U of T startup Honeybee Hub connects scientists with research study participants, making datasets more diverse and speeding the pace of discovery.

It began when Catherine Chan was looking for people to eat some pasta. As a master’s student in U of T’s Department of Nutritional Sciences, she was researching how noodles made from faba beans affect metabolic control in young adult males.

But finding participants proved difficult. “People didn’t know what opportunities existed or how rewarding it can be to take an active part in research,” says Chan. When her study was over, “the participants asked me where they could join more studies but I had no idea where to direct them.”

Now she does—to honeybeehub.io, where her startup is connecting scientists with people in the community who want to help the global research effort, in everything from vaccines and drugs to politics and tech products. Best of all, the digital approach to recruitment helps ensure a wider demographic range is represented in global research studies.

U of T Entrepreneurship helped Honeybee Hub scale up fast

“Recruitment delays and biases both limit the quality of research,” says Chan. “We wanted to change that. And beyond just supporting filling quotas, we’re also committed to building a community that will facilitate greater diversity and inclusion in research.”

As she was finishing up her master’s degree in 2018, Chan was accepted into the Techno program at the Impact Centre, one of U of T’s incubators. “I did market research with them, to figure out if there was a need for this,” says Chan. “Techno gave us great insights to get started.”

The Impact Centre also provided microfinancing for incorporation costs and unlimited mentorship time. “As first-time and young entrepreneurs,” says Chan, “we really need mentorship to help us make crucial decisions. The U of T mentors are so dedicated and we have conversations beyond the company to help us develop as entrepreneurs and people.”

Chan and her co-founder Weiwei Li also worked with H2i, U of T’s Health Innovation Hub, from August of 2019. As they advanced from a Stage 2 to Stage 3 company, they won a $5,000 grant from the H2i Pitch Perfect Competition, benefited from targeted advice via the accelerator’s course offerings and enjoyed monthly one-on-one mentorship. Funding for Honeybee ramped up in 2020 with a $10,000 Origin Grant, followed by a $50,000 investment from former colleagues who believe in Chan and Li’s mission.

“Our mentors really helped with the growth of the company,” says Chan. “For example, they facilitated a lot of connections and also helped us to get the lingo right to reach customers investing in the health space. And H2i connected us with a lawyer to get our privacy policy and terms and conditions done.”

“Being a part of the U of T Entrepreneurship network also allowed us to qualify for ONRamp office space,” adds Chan. “As an infant stage startup, to be immersed in an ecosystem with like-minded people and other founders helped us build connections and friendships.”

Finding research study participants plays a key role in the COVID-19 response and racial equality efforts

Chan and Li launched their web portal and mobile app in 2019. The service “creates a community where people can discover opportunities,” says Chan. “People can often participate right on their phone.”

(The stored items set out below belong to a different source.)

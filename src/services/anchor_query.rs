//! Anchor listing across stored entries.

use crate::Result;
use crate::models::{AnchorType, EntryId, SemanticAnchor};
use crate::storage::ConversationStore;
use chrono::{DateTime, Utc};
use serde::{Deserialize, Serialize};
use std::sync::Arc;
use tracing::instrument;

/// Default number of anchors returned.
pub const DEFAULT_ANCHOR_LIMIT: usize = 50;

/// Which anchors to list.
#[derive(Debug, Clone, PartialEq, Eq, Serialize, Deserialize)]
pub struct AnchorFilter {
    /// Only anchors of this type.
    #[serde(default, rename = "type", skip_serializing_if = "Option::is_none")]
    pub anchor_type: Option<AnchorType>,
    /// `Some(true)`: only open questions. `Some(false)`: everything else.
    #[serde(default, skip_serializing_if = "Option::is_none")]
    pub unresolved: Option<bool>,
    /// Maximum anchors returned.
    #[serde(default = "default_limit")]
    pub limit: usize,
}

const fn default_limit() -> usize {
    DEFAULT_ANCHOR_LIMIT
}

impl Default for AnchorFilter {
    fn default() -> Self {
        Self {
            anchor_type: None,
            unresolved: None,
            limit: DEFAULT_ANCHOR_LIMIT,
        }
    }
}

impl AnchorFilter {
    /// Restricts to one anchor type.
    #[must_use]
    pub const fn with_type(mut self, anchor_type: AnchorType) -> Self {
        self.anchor_type = Some(anchor_type);
        self
    }

    /// Restricts by resolution.
    #[must_use]
    pub const fn with_unresolved(mut self, unresolved: bool) -> Self {
        self.unresolved = Some(unresolved);
        self
    }

    /// Sets the limit.
    #[must_use]
    pub const fn with_limit(mut self, limit: usize) -> Self {
        self.limit = limit;
        self
    }

    fn accepts(&self, anchor: &SemanticAnchor) -> bool {
        self.anchor_type.is_none_or(|t| anchor.anchor_type == t)
            && self.unresolved.is_none_or(|u| anchor.is_unresolved() == u)
    }
}

/// An anchor together with the entry that owns it.
#[derive(Debug, Clone, PartialEq, Serialize, Deserialize)]
pub struct AnchorRecord {
    /// Owning entry.
    pub entry_id: EntryId,
    /// When the owning entry was saved.
    pub timestamp: DateTime<Utc>,
    /// The anchor.
    #[serde(flatten)]
    pub anchor: SemanticAnchor,
}

/// Lists anchors across a store.
#[derive(Clone)]
pub struct AnchorQuery {
    store: Arc<dyn ConversationStore>,
}

impl std::fmt::Debug for AnchorQuery {
    fn fmt(&self, f: &mut std::fmt::Formatter<'_>) -> std::fmt::Result {
        f.debug_struct("AnchorQuery").finish_non_exhaustive()
    }
}

impl AnchorQuery {
    /// Creates a query over `store`.
    #[must_use]
    pub fn new(store: Arc<dyn ConversationStore>) -> Self {
        Self { store }
    }

    /// Returns matching anchors, most confident first; ties go to the newer
    /// entry.
    ///
    /// # Errors
    ///
    /// Returns an error if the store cannot be read.
    #[instrument(skip(self), fields(operation = "list_anchors"))]
    pub fn list(&self, filter: &AnchorFilter) -> Result<Vec<AnchorRecord>> {
        let mut records: Vec<AnchorRecord> = self
            .store
            .load_all()?
            .into_iter()
            .flat_map(|entry| {
                let (entry_id, timestamp) = (entry.id, entry.timestamp);
                entry.anchors.into_iter().map(move |anchor| AnchorRecord {
                    entry_id: entry_id.clone(),
                    timestamp,
                    anchor,
                })
            })
            .filter(|record| filter.accepts(&record.anchor))
            .collect();

        records.sort_by(|a, b| {
            b.anchor
                .confidence
                .total_cmp(&a.anchor.confidence)
                .then_with(|| b.timestamp.cmp(&a.timestamp))
        });
        records.truncate(filter.limit);
        tracing::debug!(count = records.len(), "Listed anchors");
        Ok(records)
    }
}
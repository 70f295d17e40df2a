//! Anchor detector configuration.

/// Relative strength of each detection signal.
#[derive(Debug, Clone, Copy, PartialEq)]
pub struct SignalWeights {
    /// Weight of state and pattern markers.
    pub marker: f64,
    /// Weight of explicit phrases such as "decided".
    pub explicit_phrase: f64,
    /// Weight of contextual clues.
    pub context_clue: f64,
    /// Weight of punctuation clues such as `?`.
    pub punctuation: f64,
}

impl Default for SignalWeights {
    fn default() -> Self {
        Self {
            marker: 0.9,
            explicit_phrase: 0.8,
            context_clue: 0.6,
            punctuation: 0.7,
        }
    }
}

impl SignalWeights {
    /// Multiplier applied to a pattern match that sits next to a marker.
    #[must_use]
    pub fn marker_boost(&self) -> f64 {
        if self.explicit_phrase > 0.0 {
            self.marker / self.explicit_phrase
        } else {
            1.0
        }
    }
}

/// Configuration for [`AnchorDetector`](super::AnchorDetector).
#[derive(Debug, Clone, PartialEq)]
pub struct AnchorConfig {
    /// Anchors below this confidence are dropped.
    pub min_confidence: f64,
    /// Signal weights.
    pub weights: SignalWeights,
    /// Link anchors across directional glyphs and question/decision pairs.
    pub include_relationships: bool,
    /// Merge adjacent anchors of the same type.
    pub merge_adjacent: bool,
    /// Most confident anchors kept per type.
    pub max_anchors_per_type: usize,
}

impl Default for AnchorConfig {
    fn default() -> Self {
        Self {
            min_confidence: 0.5,
            weights: SignalWeights::default(),
            include_relationships: true,
            merge_adjacent: true,
            max_anchors_per_type: 100,
        }
    }
}

impl AnchorConfig {
    /// Creates a configuration with default values.
    #[must_use]
    pub fn new() -> Self {
        Self::default()
    }

    /// Sets the minimum confidence.
    #[must_use]
    pub const fn with_min_confidence(mut self, min_confidence: f64) -> Self {
        self.min_confidence = min_confidence;
        self
    }

    /// Enables or disables relationship linking.
    #[must_use]
    pub const fn with_relationships(mut self, enabled: bool) -> Self {
        self.include_relationships = enabled;
        self
    }

    /// Enables or disables adjacent merging.
    #[must_use]
    pub const fn with_merge_adjacent(mut self, enabled: bool) -> Self {
        self.merge_adjacent = enabled;
        self
    }

    /// Sets the per-type cap.
    #[must_use]
    pub const fn with_max_per_type(mut self, max: usize) -> Self {
        self.max_anchors_per_type = max;
        self
    }
}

The portal lists global research studies, tagging them according to categories. The types of study featured range from clinical trials in medicine to surveys and projects developing products, services and regulations.

When the coronavirus pandemic hit in early 2020, Honeybee added dedicated COVID-19 areas. “The events of 2020 brought about rapid change at a global scale, shedding light on the power of health research and the importance of research participation,” Chan says. Over the year, Honeybee supported more than 400 labs and institutions in three countries, for both COVID-19 and other studies. “After the first lockdown happened, a lot of health research was significantly delayed,” she says. “We’ve helped a lot of these researchers get back on their feet with the right tools to recruit for online studies.”

“While recruiting fast is important, we can’t afford to be sloppy and non-inclusive,” says Chan. “Because research is the starting point in the creation of products, services and policies that affect us all, it’s so important to have a data set that represents our entire community.”

“Our mission includes attracting more diverse groups and people to consider research participation, even if they have never tried it before.”